* _RECORDS FOR THE EXERCISE_
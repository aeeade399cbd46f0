//! Artifact writes
//!
//! Each artifact is written to a sibling temp file, synced and renamed into
//! place, so a single file is either fully written or absent. Nothing spans
//! files: artifacts written before a failure stay on disk.

use std::fs::{self, File};
use std::io::{BufWriter, Write};
use std::path::{Path, PathBuf};

use tracing::debug;

use crate::error::{SealerError, StorageStep};

/// Write one artifact atomically, tagging any failure with `step`
pub fn write_artifact<P: AsRef<Path>>(
    path: P,
    contents: &[u8],
    step: StorageStep,
) -> Result<(), SealerError> {
    let path = path.as_ref();
    let temp_path = temp_path_for(path);

    if let Err(e) = write_synced(&temp_path, contents) {
        let _ = fs::remove_file(&temp_path);
        return Err(SealerError::storage(step, e));
    }

    fs::rename(&temp_path, path).map_err(|e| {
        // Try to clean up temp file if rename fails
        let _ = fs::remove_file(&temp_path);
        SealerError::storage(step, e)
    })?;

    debug!(path = %path.display(), bytes = contents.len(), "artifact written");
    Ok(())
}

fn write_synced(path: &Path, contents: &[u8]) -> std::io::Result<()> {
    let file = File::create(path)?;
    let mut writer = BufWriter::new(file);
    writer.write_all(contents)?;
    writer.flush()?;
    writer.get_ref().sync_all()
}

fn temp_path_for(path: &Path) -> PathBuf {
    let mut name = path.file_name().unwrap_or_default().to_os_string();
    name.push(".tmp");
    path.with_file_name(name)
}
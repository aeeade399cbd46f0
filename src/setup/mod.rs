//! Interactive sealing session
//!
//! The session state machine gates sealing behind a successful
//! reachability check; the wizard walks an operator through it.

pub mod prompt;
pub mod session;
pub mod wizard;

#[cfg(test)]
mod test_support;

pub use prompt::{Prompt, TerminalPrompt};
pub use session::{Session, SessionState};
pub use wizard::{SetupWizard, WizardOutcome};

* _PROMPT_
Output nothing but the lines from the one containing "#[cfg(test)]" to the end of the listing, both of those included, exactly as given.

* _ANSWER SECTION_
#[cfg(test)]
mod test_support;

pub use prompt::{Prompt, TerminalPrompt};
pub use session::{Session, SessionState};
pub use wizard::{SetupWizard, WizardOutcome};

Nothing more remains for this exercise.